O professor de sociologia René Levy concorda. “Penso que existem muitas situações em que os homossexuais escondem sua sexualidade. Revelar sua opção sexual não é um ato trivial, mas um tema sério e que pode ser doloroso e difícil devido as conseqüências de assumir essa condição.”
“Apesar de existir hoje em dia um forte reconhecimento das identidades não heterossexuais, as mudanças têm ocorrido de forma lenta. Foi mais uma mudança no nível do politicamente correto do que uma forte tendência”, lembra Levy.
O sociólogo considera que a Lei da parceria registrada é um mau compromisso. “Não existe mais uma lei que proíba a homossexualidade, mas também nenhuma que declare sua igualdade.”
A Suíça continua sendo uma sociedade conservadora na visão de Levy. “As normas de igualdade, abertura social e multiculturalismo são compartilhadas por pessoas oriundas de meios urbanos e com alto nível de educação, um grupo que é apenas uma minoria, embora uma minoria barulhenta.
Ladeira escorregadia
Quando a Lei de parceria estava sendo debatida, tinha um apoio moderado.
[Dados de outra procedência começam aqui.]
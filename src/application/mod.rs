pub mod engine;
pub mod indexer;
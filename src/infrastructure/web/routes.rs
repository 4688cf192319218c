// Route definitions for the query API

use axum::{
    routing::{get, post},
    Router,
};
use std::sync::Arc;

use super::handlers;
use crate::application::engine::EngineQueries;
use crate::infrastructure::chain::LocalChain;

/// Application state shared with handlers
#[derive(Clone)]
pub struct AppState {
    pub queries: EngineQueries,
    /// Present only when blocks come from the in-process chain
    pub local_chain: Option<Arc<LocalChain>>,
    pub source_name: String,
    pub network: String,
}

/// Create the router with all routes
pub fn create_router(state: AppState) -> Router {
    Router::new()
        .route("/", get(handlers::root))
        .route("/api/health", get(handlers::health_check))
        .route("/api/status", get(handlers::get_status))
        .route(
            "/api/balances/{address}/{property}",
            get(handlers::get_balance),
        )
        .route("/api/balances/{address}", get(handlers::get_balances))
        .route("/api/properties", get(handlers::list_properties))
        .route("/api/properties/{id}", get(handlers::get_property))
        .route("/api/crowdsales/active", get(handlers::active_crowdsales))
        .route("/api/crowdsales/{id}", get(handlers::get_crowdsale))
        .route("/api/dex/offers", get(handlers::active_offers))
        .route(
            "/api/transactions/raw",
            post(handlers::submit_raw_transaction),
        )
        .route("/api/transactions/{txid}", get(handlers::get_transaction))
        .route("/api/sto/{txid}", get(handlers::get_sto))
        .route("/api/activations", get(handlers::get_activations))
        .with_state(state)
}
//! Fixed-point token amounts
//!
//! Divisible properties carry 8 implied decimal digits; all arithmetic stays
//! on the raw 64-bit integer.

/// Raw units per whole divisible token
pub const COIN: i64 = 100_000_000;

/// Supply ceiling of any property
pub const MAX_TOKENS: i64 = i64::MAX;

/// Formats a raw amount for display
pub fn format_amount(raw: i64, divisible: bool) -> String {
    if !divisible {
        return raw.to_string();
    }
    let sign = if raw < 0 { "-" } else { "" };
    let abs = raw.unsigned_abs();
    let coin = COIN as u64;
    format!("{}{}.{:08}", sign, abs / coin, abs % coin)
}

/// Parses a display amount into raw units.
///
/// Divisible amounts accept up to 8 fractional digits; indivisible amounts
/// must be whole numbers. Negative values and overflow yield `None`.
pub fn parse_amount(text: &str, divisible: bool) -> Option<i64> {
    let text = text.trim();
    if text.is_empty() || text.starts_with('-') || text.starts_with('+') {
        return None;
    }
    let (whole, fraction) = match text.split_once('.') {
        Some((w, f)) => (w, f),
        None => (text, ""),
    };
    if !whole.chars().all(|c| c.is_ascii_digit()) || !fraction.chars().all(|c| c.is_ascii_digit()) {
        return None;
    }
    if whole.is_empty() && fraction.is_empty() {
        return None;
    }
    let whole_value: i64 = if whole.is_empty() { 0 } else { whole.parse().ok()? };

    if !divisible {
        if fraction.chars().any(|c| c != '0') {
            return None;
        }
        return Some(whole_value);
    }

    if fraction.len() > 8 {
        return None;
    }
    let padded = format!("{:0<8}", fraction);
    let fraction_value: i64 = padded.parse().ok()?;
    whole_value.checked_mul(COIN)?.checked_add(fraction_value)
}
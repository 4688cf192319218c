use serde::{Deserialize, Serialize};

pub type PropertyId = u32;

/// The host chain's native coin, never a token
pub const PROPERTY_HOST_COIN: PropertyId = 0;
/// Protocol token of the main ecosystem
pub const PROPERTY_MAIN_TOKEN: PropertyId = 1;
/// Protocol token of the test ecosystem
pub const PROPERTY_TEST_TOKEN: PropertyId = 2;
/// First id handed out by main ecosystem issuances
pub const MAIN_ECOSYSTEM_FIRST_ID: PropertyId = 3;
/// Last id belonging to the main ecosystem
pub const MAIN_ECOSYSTEM_LAST_ID: PropertyId = 2_147_483_650;
/// First id handed out by test ecosystem issuances
pub const TEST_ECOSYSTEM_FIRST_ID: PropertyId = 2_147_483_651;

/// One of the two disjoint property id ranges
#[derive(Debug, Clone, Copy, PartialEq, Eq, Hash, PartialOrd, Ord, Serialize, Deserialize)]
#[serde(rename_all = "lowercase")]
pub enum Ecosystem {
    Main,
    Test,
}

impl Ecosystem {
    /// Decodes the wire value (1 = main, 2 = test)
    pub fn from_u8(value: u8) -> Option<Self> {
        match value {
            1 => Some(Ecosystem::Main),
            2 => Some(Ecosystem::Test),
            _ => None,
        }
    }

    pub fn to_u8(self) -> u8 {
        match self {
            Ecosystem::Main => 1,
            Ecosystem::Test => 2,
        }
    }

    /// Ecosystem a property id belongs to; the host coin belongs to none
    pub fn of(id: PropertyId) -> Option<Self> {
        match id {
            PROPERTY_HOST_COIN => None,
            PROPERTY_MAIN_TOKEN => Some(Ecosystem::Main),
            PROPERTY_TEST_TOKEN => Some(Ecosystem::Test),
            id if id <= MAIN_ECOSYSTEM_LAST_ID => Some(Ecosystem::Main),
            _ => Some(Ecosystem::Test),
        }
    }

    /// Protocol token used for fees within the ecosystem
    pub fn protocol_token(self) -> PropertyId {
        match self {
            Ecosystem::Main => PROPERTY_MAIN_TOKEN,
            Ecosystem::Test => PROPERTY_TEST_TOKEN,
        }
    }

    pub fn first_id(self) -> PropertyId {
        match self {
            Ecosystem::Main => MAIN_ECOSYSTEM_FIRST_ID,
            Ecosystem::Test => TEST_ECOSYSTEM_FIRST_ID,
        }
    }
}

/// How a property's supply comes into existence
#[derive(Debug, Clone, Copy, PartialEq, Eq, Serialize, Deserialize)]
#[serde(rename_all = "lowercase")]
pub enum PropertyKind {
    /// Pre-registered protocol token
    Protocol,
    /// Entire supply issued at creation
    Fixed,
    /// Supply granted and revoked by the issuer
    Managed,
    /// Supply minted by crowdsale contributions
    Crowdsale,
}

/// Display metadata of a property
#[derive(Debug, Clone, Default, PartialEq, Eq, Serialize, Deserialize)]
pub struct PropertyMetadata {
    pub category: String,
    pub subcategory: String,
    pub name: String,
    pub url: String,
    pub data: String,
}

/// An issued token type
#[derive(Debug, Clone, PartialEq, Eq, Serialize, Deserialize)]
pub struct Property {
    pub id: PropertyId,
    pub ecosystem: Ecosystem,
    pub divisible: bool,
    pub issuer: String,
    pub creation_txid: String,
    pub creation_block: u32,
    pub total_tokens: i64,
    pub kind: PropertyKind,
    pub metadata: PropertyMetadata,
}

impl Property {
    pub fn is_managed(&self) -> bool {
        self.kind == PropertyKind::Managed
    }

    pub fn is_crowdsale(&self) -> bool {
        self.kind == PropertyKind::Crowdsale
    }
}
Ao mesmo tempo era abertamente combatida pelo Partido do Povo Suíço (SVP, na sigla em alemão, partido majoritário e de tendência conservadora), que representa mais de um quarto dos eleitores no país.
O partido argumentava que “essa lei desnecessária” seria parte de uma tendência geral na desvalorização do casamento. “Isso mina a base da nossa sociedade, a família”, explicava um comunicado do SVP.
Ao notar que a adoção e a reprodução assistida estavam descartadas na lei, os representantes do partido questionaram: “Mas por quanto tempo? Assim que a lei entrar em vigor, seus defensores virão com mais exigências”, reclamou o SVP.
Maria von Känel Scheibling justifica estar reivindicando mais do que já foi permitido na lei, pois tem uma “paixão pela ideia de ver seus filhos terem os mesmos direitos das outras crianças”.
Embora não acredite que outras ações futuras legais levantadas por ela e outros pais tenham sucesso, von Känel Scheibling acredita ser importante para famílias como a dela terem visibilidade. “Pelo menos eles sabem que estamos aqui.”
Baseando-se nos números disponibilizados pelo Departamento Federal de Estatísticas em 2011 (de janeiro a setembro), uma média de 56 novas parcerias civis foi registrada por mês no ano passado. A média de 2011 ficará entre 650 a 1.300 pessoas.
O número (56) é pequeno se comparado aos 3.566 casamentos celebrados mensalmente no país.
Mais homens do que mulheres optam pela parceria. No final de 2010, 70% das pessoas vivendo nesse estado civil eram do sexo masculino.
Desde que a Lei criou a parceria civil, o número de separações foi reduzido: apenas 312 pessoas pediram separação do parceiro segundo o Depto. Federal de Estatísticas no final de 2010, do total de nove mil. As condições da separação são simples.
Os eleitores suíços aprovaram, em junho de 2005 e por 58% dos votos, através de um plebiscito nacional, a parceria civil de pessoas do mesmo sexo. A nova lei entrou em vigor em 1° de janeiro de 2007.
Para registrar a sua parceria, os casais devem ser maiores de idade e solteiros. Um dos dois parceiros precisa ter a nacionalidade suíça ou ser residente legal no país.
A união é celebrada por um escrivão do registro civil.
A primeira parceria registrada – um casal que já vivia junto há 30 anos – foi firmada no cantão do Ticino (sul) em 2 de janeiro de 2007.